Porto Alegre, 17 de abril de 2026 – O mercado brasileiro de trigo foi sustentado por um conjunto de fundamentos altistas durante a semana, com destaque para a oferta doméstica enxuta, a dificuldade de acesso a produto de melhor qualidade e a crescente dependência do mercado externo. Ao longo dos últimos dias, o ritmo de negócios permaneceu pontual, refletindo o desalinhamento entre compradores e vendedores e a postura cautelosa da indústria.
Segundo o analista e consultor de Safras & Mercado, Elcio Bento, o ambiente segue marcado pela escassez de produto, especialmente nos padrões mais elevados. Esse fator foi determinante para a manutenção de preços firmes, mesmo diante de uma fluidez limitada nas negociações.
No Paraná, a semana foi marcada por uma demanda mais ativa, embora com forte heterogeneidade entre os agentes. Moinhos mais abastecidos trabalharam com indicações mais baixas, enquanto compradores com necessidade de recomposição de estoques aceitaram pagar valores mais elevados.
“Esse spread explica a baixa fluidez das negociações”, observa Bento, acrescentando que há uma tendência de convergência gradual nos preços.
No Rio Grande do Sul, o comportamento foi semelhante, com negociações pontuais e sustentação nas cotações. “O mercado está ajustado, com vendedores firmes e compradores atuando de forma seletiva”, destaca o analista. A diferenciação por qualidade se intensificou, ampliando o prêmio para lotes de melhor padrão.
A restrição de oferta também se refletiu em um descompasso relevante entre disponibilidade e demanda, especialmente no Paraná. O volume disponível é significativamente inferior à necessidade da indústria, reforçando a dependência de importações. Nesse contexto, a Argentina tende a assumir maior protagonismo como fornecedora, embora enfrente limitações relacionadas à qualidade do produto.
“A preocupação com o padrão do trigo disponível para exportação ganha peso estratégico, uma vez que pode limitar a oferta efetiva de produto panificável”, afirma Bento.
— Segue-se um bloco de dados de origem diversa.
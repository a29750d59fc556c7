//! Compact JWT structure checks and bearer header parsing.
//!
//! These helpers run BEFORE any cryptographic work:
//! - Size limit for DoS prevention
//! - Three-segment `header.payload.signature` structure
//! - Header decodes to a JSON object
//! - `Authorization: Bearer <token>` extraction
//!
//! Nothing here verifies a signature. A token that passes [`split_compact`]
//! is only well-shaped; it still has to be verified with the signing key.

use base64::{engine::general_purpose::URL_SAFE_NO_PAD, Engine};
use thiserror::Error;

// =============================================================================
// Constants
// =============================================================================

/// Maximum allowed JWT size in bytes (8KB).
///
/// Typical tokens issued by this service are 150-300 bytes. Anything larger
/// than this is rejected before base64 decoding or HMAC computation.
pub const MAX_JWT_SIZE_BYTES: usize = 8192;

/// Literal scheme prefix of a bearer `Authorization` header, including the
/// single separating space.
pub const BEARER_PREFIX: &str = "Bearer ";

// =============================================================================
// Error Types
// =============================================================================

/// Structural problems found before signature verification.
#[derive(Error, Debug, Clone, PartialEq, Eq)]
pub enum JwtStructureError {
    /// Token size exceeds [`MAX_JWT_SIZE_BYTES`].
    #[error("token exceeds maximum size")]
    TokenTooLarge,

    /// Token does not have exactly three dot-separated segments.
    #[error("expected 3 token segments, found {0}")]
    WrongSegmentCount(usize),

    /// One of the three segments is empty.
    #[error("token contains an empty segment")]
    EmptySegment,

    /// Header segment is not base64url-encoded JSON object.
    #[error("token header is not a valid JSON object")]
    InvalidHeader,
}

// =============================================================================
// Types
// =============================================================================

/// Borrowed view over the three segments of a compact token.
#[derive(Debug, Clone, Copy, PartialEq, Eq)]
pub struct CompactParts<'a> {
    /// Base64url header segment.
    pub header: &'a str,
    /// Base64url claims segment.
    pub payload: &'a str,
    /// Base64url signature segment.
    pub signature: &'a str,
}

// =============================================================================
// Functions
// =============================================================================

/// Split a compact token into its segments after size and shape checks.
///
/// # Errors
///
/// - `TokenTooLarge` if the token exceeds [`MAX_JWT_SIZE_BYTES`]
/// - `WrongSegmentCount` unless there are exactly three segments
/// - `EmptySegment` if any segment is empty
/// - `InvalidHeader` if the header is not base64url JSON object
pub fn split_compact(token: &str) -> Result<CompactParts<'_>, JwtStructureError> {
    if token.len() > MAX_JWT_SIZE_BYTES {
        tracing::debug!(
            target: "common.jwt",
            token_size = token.len(),
            max_size = MAX_JWT_SIZE_BYTES,
            "Token rejected: size exceeds maximum allowed"
        );
        return Err(JwtStructureError::TokenTooLarge);
    }

    let mut segments = token.split('.');
    let (Some(header), Some(payload), Some(signature), None) = (
        segments.next(),
        segments.next(),
        segments.next(),
        segments.next(),
    ) else {
        let count = token.split('.').count();
        tracing::debug!(target: "common.jwt", parts = count, "Token rejected: invalid JWT format");
        return Err(JwtStructureError::WrongSegmentCount(count));
    };

    if header.is_empty() || payload.is_empty() || signature.is_empty() {
        return Err(JwtStructureError::EmptySegment);
    }

    let header_bytes = URL_SAFE_NO_PAD.decode(header).map_err(|e| {
        tracing::debug!(target: "common.jwt", error = %e, "Failed to decode JWT header base64");
        JwtStructureError::InvalidHeader
    })?;

    let header_json: serde_json::Value = serde_json::from_slice(&header_bytes).map_err(|e| {
        tracing::debug!(target: "common.jwt", error = %e, "Failed to parse JWT header JSON");
        JwtStructureError::InvalidHeader
    })?;

    if !header_json.is_object() {
        return Err(JwtStructureError::InvalidHeader);
    }

    Ok(CompactParts {
        header,
        payload,
        signature,
    })
}

/// Extract the raw token from an `Authorization` header value.
///
/// Returns `None` unless the value starts with the exact prefix `"Bearer "`
/// (case-sensitive, one space). Anything else is treated as "no bearer
/// token", not as an error.
#[must_use]
pub fn bearer_token(header_value: &str) -> Option<&str> {
    header_value.strip_prefix(BEARER_PREFIX)
}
Segundo ele, essa variável altera a dinâmica tradicional de formação de preços, ao incorporar não apenas volume, mas especificação, o que eleva prêmios e restringe alternativas de suprimento.
No exterior, o mercado foi influenciado por fatores geopolíticos e climáticos. A alta na Bolsa de Mercadorias Chicago (CBOT) ao longo da semana refletiu a escalada das tensões no Oriente Médio e as preocupações com o clima nas Planícies dos Estados Unidos. O risco de interrupções logísticas e a persistência de condições adversas para o desenvolvimento das lavouras mantiveram o viés de alta nas cotações internacionais.
Por outro lado, o câmbio atuou como elemento moderador no mercado doméstico. A valorização do real, com o dólar abaixo de R$ 5,00, reduziu o custo de importação e limitou repasses mais intensos aos preços internos. “A valorização do real reduz o custo de internalização do trigo importado, limitando repasses mais intensos nos preços internos, mesmo diante de fundamentos altistas”, explica Bento.